Why I Vacuum My Tables — Part 3

Improve performance and prevent data clutter with proactive maintenance

BatCat
4 min readAug 11, 2024

In the previous articles, I described various VACUUM operations in PostgreSQL.

Part 1 focuses VACUUM FULL, VACUUM ANALYZE, and standard VACUUM, highlighting their use cases: VACUUM FULL reclaims disk space by creating a new table, making it suitable for frequently updated tables but requiring exclusive locks; VACUUM ANALYZE optimizes query execution by collecting statistics without locking the table; and standard VACUUM removes dead tuples with minimal locking, ideal for routine maintenance.

Part 2 focuses on the VACUUM FREEZE and VACUUM VERBOSE. VACUUM FREEZE is used to mark very old rows as frozen to prevent issues like XID wraparound, especially in tables with rarely modified data, reducing the workload of future vacuum operations. VACUUM VERBOSE provides detailed output during the vacuum process, aiding in troubleshooting and understanding the operation’s behavior.

I also provided examples of Python scripts to automate these VACUUM operations using the psycopg2 library.

Now it is time for a few lesser known VACUUM commands to shine!

At the moment Postgres 16 is active and the following options exist:

VACUUM [ ( option [, ...] ) ] [ table_and_columns [, ...] ]
where option can be one of:    FULL [ boolean ]
FREEZE [ boolean ]
VERBOSE [ boolean ]
ANALYZE [ boolean ]
DISABLE_PAGE_SKIPPING [ boolean ]
SKIP_LOCKED [ boolean ]
INDEX_CLEANUP { AUTO | ON | OFF }
PROCESS_MAIN [ boolean ]
PROCESS_TOAST [ boolean ]
TRUNCATE [ boolean ]
PARALLEL integer
SKIP_DATABASE_STATS [ boolean ]
ONLY_DATABASE_STATS [ boolean ]
BUFFER_USAGE_LIMIT size
and table_and_columns is: table_name [ ( column_name [, ...] ) ]

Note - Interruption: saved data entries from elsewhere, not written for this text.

//! Outbound HTTP execution.

use std::collections::BTreeMap;
use std::sync::LazyLock;
use std::time::{Duration, Instant};

use async_trait::async_trait;
use regex::Regex;
use reqwest::{Client, Method as ReqMethod};
use tracing::{debug, instrument};

use crate::error::NetworkError;
use crate::model::{HttpMethod, RequestSnapshot, ResponseSnapshot};

static SCHEME_RE: LazyLock<Regex> = LazyLock::new(|| {
    Regex::new(r"^[A-Za-z][A-Za-z0-9+.\-]*://").expect("failed to compile scheme regex")
});

/// A fully resolved request, ready to send.
#[derive(Debug, Clone, PartialEq)]
pub struct HttpRequest {
    pub method: HttpMethod,
    pub url: String,
    pub headers: BTreeMap<String, String>,
    pub body: Option<String>,
    pub timeout: Duration,
}

impl HttpRequest {
    pub fn snapshot(&self) -> RequestSnapshot {
        RequestSnapshot {
            method: self.method.to_string(),
            url: self.url.clone(),
            headers: self.headers.clone(),
            body: self.body.clone(),
        }
    }
}

#[derive(Debug, Clone, PartialEq)]
pub struct HttpResponse {
    pub status: u16,
    /// Header names are lowercase.
    pub headers: BTreeMap<String, String>,
    pub body: String,
    /// Dispatch to end of body read.
    pub duration_ms: u64,
}

impl HttpResponse {
    pub fn snapshot(&self) -> ResponseSnapshot {
        ResponseSnapshot {
            status: self.status,
            headers: self.headers.clone(),
            body: self.body.clone(),
        }
    }

    pub fn json(&self) -> Option<serde_json::Value> {
        serde_json::from_str(&self.body).ok()
    }
}

/// Sends one request and measures it.
#[async_trait]
pub trait HttpExecutor: Send + Sync {
    async fn execute(&self, request: &HttpRequest) -> Result<HttpResponse, NetworkError>;
}

/// [`HttpExecutor`] backed by a shared reqwest client.
#[derive(Debug, Clone, Default)]
pub struct ReqwestExecutor {
    client: Client,
}

impl ReqwestExecutor {
    pub fn new() -> Self {
        Self::default()
    }

    pub fn with_client(client: Client) -> Self {
        Self { client }
    }
}

fn convert_method(method: HttpMethod) -> ReqMethod {
    match method {
        HttpMethod::Get => ReqMethod::GET,
        HttpMethod::Post => ReqMethod::POST,
        HttpMethod::Put => ReqMethod::PUT,
        HttpMethod::Delete => ReqMethod::DELETE,
        HttpMethod::Patch => ReqMethod::PATCH,
        HttpMethod::Head => ReqMethod::HEAD,
        HttpMethod::Options => ReqMethod::OPTIONS,
    }
}

fn network_error(err: reqwest::Error) -> NetworkError {
    if err.is_timeout() {
        NetworkError::timeout(format!("request timed out: {err}"))
    } else {
        NetworkError::new(err.to_string())
    }
}

#[async_trait]
impl HttpExecutor for ReqwestExecutor {
    #[instrument(skip(self, request), fields(method = %request.method, url = %request.url))]
    async fn execute(&self, request: &HttpRequest) -> Result<HttpResponse, NetworkError> {
        let url = reqwest::Url::parse(&request.url)
            .map_err(|e| NetworkError::new(format!("invalid URL '{}': {e}", request.url)))?;

        let mut builder = self
            .client
            .request(convert_method(request.method), url)
            .timeout(request.timeout);
        for (name, value) in &request.headers {
            builder = builder.header(name, value);
        }
        if let Some(body) = &request.body {
            builder = builder.body(body.clone());
        }

        debug!("Sending request");
        let started = Instant::now();
        let response = builder.send().await.map_err(network_error)?;
        let status = response.status().as_u16();
        let headers = response
            .headers()
            .iter()
            .map(|(name, value)| {
                (
                    name.as_str().to_ascii_lowercase(),
                    String::from_utf8_lossy(value.as_bytes()).into_owned(),
                )
            })
            .collect();
        let body = response.text().await.map_err(network_error)?;
        let duration_ms = u64::try_from(started.elapsed().as_millis()).unwrap_or(u64::MAX);
        debug!(status, duration_ms, "Received response");

        Ok(HttpResponse {
            status,
            headers,
            body,
            duration_ms,
        })
    }
}

/// Join `url` onto `base_url` unless it is already absolute.
///
/// Absolute means it starts with a scheme (`http://...`). A relative
/// URL with no base is rejected.
pub fn resolve_url(base_url: Option<&str>, url: &str) -> Result<String, NetworkError> {
    if SCHEME_RE.is_match(url) {
        return Ok(url.to_string());
    }
    let Some(base) = base_url else {
        return Err(NetworkError::new(format!(
            "relative URL '{url}' but the environment has no base_url"
        )));
    };
    let base = base.trim_end_matches('/');
    let path = url.trim_start_matches('/');
    if path.is_empty() {
        Ok(base.to_string())
    } else {
        Ok(format!("{base}/{path}"))
    }
}

/// Merge environment default headers under the step's headers (step
/// wins, names compared case-insensitively) and add a JSON content type
/// when a body is sent without one.
pub fn merge_headers(
    defaults: &std::collections::HashMap<String, String>,
    step_headers: BTreeMap<String, String>,
    has_body: bool,
) -> BTreeMap<String, String> {
    let mut merged = step_headers;
    for (name, value) in defaults {
        if !merged.keys().any(|k| k.eq_ignore_ascii_case(name)) {
            merged.insert(name.clone(), value.clone());
        }
    }
    if has_body && !merged.keys().any(|k| k.eq_ignore_ascii_case("content-type")) {
        merged.insert("Content-Type".to_string(), "application/json".to_string());
    }
    merged
}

Vacuum Only Database Stats

VACUUM (ONLY_DATABASE_STATS) my_table;

When query performance degrades, one possible cause can be outdated statistics. This situation is often indicated when there are no dead tuples left to remove. Accurate and up-to-date statistics about data distribution are a must-have for the query planner to make optimal decisions. You can refresh the statistics to help the query planner generate better query execution plans.

How is that different from vacuum analyze?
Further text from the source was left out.